I can't remember somebody saying this. Could you cite it please?
That’s the nice thing: you don’t need to! You just have to murky the waters and blur the line between emulation, game preservation and piracy. You only need to place one group near to the other and subsequently insinuate that there is no difference between both groups at all. Sooner than not game preservationists are deemed criminal and Nintendo’s upper management opens a bottle of champagne to celebrate the successes of the hard-working minions in forums and comment sections.

I prefer people citing what has actually been said and react to that instead of making up quotes. It always makes it look like they wouldn't trust their arguments enough.
You are right. Consumers don’t need rights anyway.
Most of them even smell badly in my experience.

That's again something neither having been said nor meant.

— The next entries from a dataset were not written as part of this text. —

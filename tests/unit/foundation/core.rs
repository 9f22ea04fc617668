use super::*;

#[test]
fn offset_keeps_child_length() {
    let child = Coords::xys(1.0, 2.0, 3.0);
    let parent = Coords::xy(10.0, 20.0);
    assert_eq!(child.offset_by(&parent), Coords::xys(11.0, 22.0, 3.0));

    let short = Coords::xy(1.0, 1.0);
    let long_parent = Coords::xys(5.0, 5.0, 5.0);
    assert_eq!(short.offset_by(&long_parent), Coords::xy(6.0, 6.0));
}

#[test]
fn missing_components_read_as_zero() {
    let c = Coords::xy(3.0, 4.0);
    assert_eq!(c.extent(), 0.0);
    assert_eq!(c.point(), Point::new(3.0, 4.0));
    assert_eq!(c.scaled(2.0), Coords::xy(6.0, 8.0));
}

#[test]
fn wall_clock_is_after_epoch() {
    assert!(now_secs() > 1.0e9);
}
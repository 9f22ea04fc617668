use std::fmt;

use crate::foundation::core::{Coords, Seconds};
use crate::motion::flight::FlightPlan;

/// Where a flight plan's local output lands in surface space.
///
/// Root nodes place their local position as-is; children are scaled by their own scale and
/// offset by the parent's position at the same instant.
#[derive(Clone, Debug)]
pub struct PlacementFrame<'a> {
    /// Name of the node owning the plan.
    pub node: &'a str,
    /// The node's scale factor.
    pub scale: f64,
    /// Parent position at the evaluation instant, `None` for a root.
    pub parent_offset: Option<Coords>,
}

impl<'a> PlacementFrame<'a> {
    /// Frame for a parentless node.
    pub fn root(node: &'a str) -> Self {
        Self {
            node,
            scale: 1.0,
            parent_offset: None,
        }
    }

    /// Map a local position into surface space.
    pub fn place(&self, local: Coords) -> Coords {
        match &self.parent_offset {
            Some(parent) => local.scaled(self.scale).offset_by(parent),
            None => local,
        }
    }
}

/// Hook that may adjust a trajectory in flight, invoked before every position evaluation.
pub trait TrajectoryDecisionHandler: Send + Sync + fmt::Debug {
    /// Inspect the plan at `t` and mutate its working trajectory if needed.
    fn decide(&self, frame: &PlacementFrame<'_>, plan: &mut FlightPlan, t: Seconds);
}

impl<F> TrajectoryDecisionHandler for FnHandler<F>
where
    F: Fn(&PlacementFrame<'_>, &mut FlightPlan, Seconds) + Send + Sync,
{
    fn decide(&self, frame: &PlacementFrame<'_>, plan: &mut FlightPlan, t: Seconds) {
        (self.0)(frame, plan, t)
    }
}

/// Adapter turning a closure into a [`TrajectoryDecisionHandler`].
pub struct FnHandler<F>(pub F);

impl<F> fmt::Debug for FnHandler<F> {
    fn fmt(&self, f: &mut fmt::Formatter<'_>) -> fmt::Result {
        f.write_str("FnHandler")
    }
}

/// Reflects a moving node off the edges of a bounding box.
///
/// The box is `[x1, x2] × [y1, y2]` shrunk by the node's size component; `[r1, r2]` bounds the
/// size component itself.
#[derive(Clone, Copy, Debug, PartialEq, serde::Serialize, serde::Deserialize)]
pub struct BounceHandler {
    pub x1: f64,
    pub y1: f64,
    pub r1: f64,
    pub x2: f64,
    pub y2: f64,
    pub r2: f64,
}

impl BounceHandler {
    pub fn new(x1: f64, y1: f64, r1: f64, x2: f64, y2: f64, r2: f64) -> Self {
        Self {
            x1,
            y1,
            r1,
            x2,
            y2,
            r2,
        }
    }

    /// Indices of rate components that must flip for `pos` moving at `rate`.
    fn crossings(&self, pos: &Coords, rate: &Coords) -> Vec<usize> {
        let size = pos.extent();
        let mut flips = Vec::new();
        if (pos.x() < self.x1 + size && rate.get(0) < 0.0)
            || (pos.x() > self.x2 - size && rate.get(0) > 0.0)
        {
            flips.push(0);
        }
        if (pos.y() < self.y1 + size && rate.get(1) < 0.0)
            || (pos.y() > self.y2 - size && rate.get(1) > 0.0)
        {
            flips.push(1);
        }
        if (size < self.r1 && rate.get(2) < 0.0) || (size > self.r2 && rate.get(2) > 0.0) {
            flips.push(2);
        }
        flips
    }
}

impl TrajectoryDecisionHandler for BounceHandler {
    fn decide(&self, frame: &PlacementFrame<'_>, plan: &mut FlightPlan, t: Seconds) {
        if !plan.is_active(t) {
            return;
        }
        let Some(rate) = plan.trajectory().rate() else {
            return;
        };
        let pos = frame.place(plan.local_position(t));
        let flips = self.crossings(&pos, rate);
        if flips.is_empty() {
            return;
        }

        tracing::debug!(node = frame.node, ?flips, "bounce");
        plan.rebase(t);
        if let Some(rate) = plan.trajectory_mut().rate_mut() {
            for i in flips {
                if let Some(c) = rate.0.get_mut(i) {
                    *c = -*c;
                }
            }
        }
    }
}

#[cfg(test)]
#[path = "../../tests/unit/motion/bounce.rs"]
mod tests;
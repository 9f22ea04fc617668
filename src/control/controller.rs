use std::collections::{BTreeMap, BTreeSet};
use std::panic::{AssertUnwindSafe, catch_unwind};
use std::sync::atomic::{AtomicBool, Ordering};
use std::sync::{Arc, Mutex};
use std::time::{Duration, Instant};

use crate::control::executor::{FetchExecutor, PendingFetch, PoolExecutor, panic_message};
use crate::data::dataset::{Dataset, merge_views};
use crate::data::renderer::{LayerRenderer, OptionValues, RendererOption};
use crate::data::source::{DataSource, SourceStatus};
use crate::foundation::core::{Seconds, now_secs};
use crate::foundation::error::{LiveCanvasError, LiveCanvasResult};
use crate::scene::tree::{HitSelection, NodeId, Scene};

/// Scheduler settings.
#[derive(Clone, Debug, PartialEq, serde::Serialize, serde::Deserialize)]
#[serde(default)]
pub struct ControllerConfig {
    /// Lower bound applied to every source's cooldown, in seconds.
    pub minimum_cooldown: Seconds,
    /// Pause between scheduler ticks, in seconds.
    pub tick_interval: Seconds,
    /// Source whose row identifiers define every merged view.
    pub coordinate_source: String,
}

impl Default for ControllerConfig {
    fn default() -> Self {
        Self {
            minimum_cooldown: 5.0,
            tick_interval: 1.0,
            coordinate_source: "data_coords".to_string(),
        }
    }
}

impl ControllerConfig {
    pub fn from_json_str(s: &str) -> LiveCanvasResult<Self> {
        let cfg: Self = serde_json::from_str(s)
            .map_err(|e| LiveCanvasError::config(format!("invalid controller config: {e}")))?;
        cfg.validate()?;
        Ok(cfg)
    }

    pub fn validate(&self) -> LiveCanvasResult<()> {
        if !self.minimum_cooldown.is_finite() || self.minimum_cooldown < 0.0 {
            return Err(LiveCanvasError::config(
                "minimum_cooldown must be finite and >= 0",
            ));
        }
        check_interval("tick_interval", self.tick_interval)?;
        if self.coordinate_source.trim().is_empty() {
            return Err(LiveCanvasError::config("coordinate_source must be non-empty"));
        }
        Ok(())
    }
}

pub(crate) fn check_interval(what: &str, secs: Seconds) -> LiveCanvasResult<()> {
    if secs.is_finite() && secs > 0.0 {
        Ok(())
    } else {
        Err(LiveCanvasError::config(format!(
            "{what} must be finite and > 0, got {secs}"
        )))
    }
}

/// What one scheduler tick did.
#[derive(Clone, Debug, Default, PartialEq, Eq)]
pub struct TickReport {
    /// Sources whose fetch was dispatched.
    pub dispatched: Vec<String>,
    /// Sources whose fetch completed with data.
    pub completed: Vec<String>,
    /// Sources whose fetch failed; their data is unchanged.
    pub failed: Vec<String>,
    /// Renderers whose recompute step ran and succeeded.
    pub recomputed: Vec<String>,
    /// Renderers whose recompute step failed.
    pub recompute_failed: Vec<String>,
}

struct RendererSlot {
    renderer: Box<dyn LayerRenderer>,
    view: Dataset,
    visible: bool,
}

/// Registry of data sources and renderers, plus the scheduler bookkeeping that connects them.
///
/// Only the scheduler tick mutates sources and in-flight fetches; workers hand back results
/// through [`PendingFetch`] handles.
pub struct Controller {
    config: ControllerConfig,
    sources: BTreeMap<String, DataSource>,
    renderers: BTreeMap<String, RendererSlot>,
    in_flight: BTreeMap<String, PendingFetch>,
    pending_dirty: BTreeSet<String>,
    executor: Box<dyn FetchExecutor>,
    warned: BTreeSet<(String, String)>,
}

impl std::fmt::Debug for Controller {
    fn fmt(&self, f: &mut std::fmt::Formatter<'_>) -> std::fmt::Result {
        f.debug_struct("Controller")
            .field("config", &self.config)
            .field("sources", &self.sources.keys().collect::<Vec<_>>())
            .field("renderers", &self.renderers.keys().collect::<Vec<_>>())
            .field("in_flight", &self.in_flight.keys().collect::<Vec<_>>())
            .finish()
    }
}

As said... It always makes it look like they wouldn't trust their arguments enough.

Last edited by Eike on 30 May 2023 at 10:00 am UTC
Quoting: Guest
Quoting: Mountain ManTo put it another way, when you're 90, is it really going to matter to you whether or not you can still play Super Mario Bros.? As I said, it helps to keep these things in perspective.
No, but as a consumer, we have the right to keep a copy of a game we've purchased, and that's what we're fighting for. It doesn't matter that games are simply for leisure, it's something we own, and something we'll want to play again.

And anyway, having Super Mario Bros. available for people in the future would be important for history (the main theme was added to the library of congress. Saying that game preservation doesn't matter, is like saying that Art Museums are useless because it's a bunch of dusty old paintings.

I'm not saying there's no value in preservation, but that value is often greatly exaggerated by those looking to justify illegal acquisition -- whether it's games, music, or movies, the argument is typically the same, but the fact remains, you don't have a moral right to any of it, so there is no justification.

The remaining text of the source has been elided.